No one saw the bird at all in 2017, and then, this past summer, one of the Shoals Marine Lab staff members let me know he’d seen a dead, banded gull down on the rocks. “In good shape,” the staff member told me, since I am often hopeful I will find the birds fresh enough to dissect. I walked down to find it, and discovered 4X2, spread-winged above the high tide line. The body was not in good shape, as it turned out, with eyes sunken and the lightness of dessication. This is typical–from even a fairly close distance, bird bodies rarely look decomposed. The feathers remain in good trim even long after the intestinal bacteria have loosed their bounds and consumed the body from the inside.

As final resting places go, a body could do worse than the shores of Appledore.

I wanted to retrieve the bands in any case, so I went to get some garden loppers and sever the legs. As I went to cut I could see maggots writhing in the skin bags of the hock joints. Having removed and pocketed the bands, I carried the bird back to the rocks, and, standing on the little lip of dirt under an apple tree at the sea verge, I flung the carcass over to the general area where I’d found it.
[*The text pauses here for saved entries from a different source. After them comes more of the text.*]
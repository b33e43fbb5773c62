//! # Domain Entities Module
//!
//! 저장소에 영속되는 핵심 엔티티들을 정의합니다.
//! 모든 엔티티는 `serde`로 직렬화되어 MongoDB 문서 또는 메모리 저장소에 그대로 저장됩니다.

pub mod users;

pub use users::*;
But something didn’t seem right about it. I looked at the bird, crumpled on the rocks, footless, but otherwise not very different from how I’d found it, and I couldn’t leave it. I scrambled down the rocks, retrieved the bird again, and set it, belly down, wings outstretched, on a stone under the tree. I ran my hand over its back and apologized for flinging it. I thanked it for bearing the bands for us the entire six years of its life, and then I left it there.

We know very little about 4X2’s life. Nothing about where it went off island, aside from that time at the wastewater plant, or about whether it had found a mate this year before it died, or even why it died, but it is a great privilege and responsibility of this work to know a bird like this–to have laid human hands on it once as a youngling, and once again at death.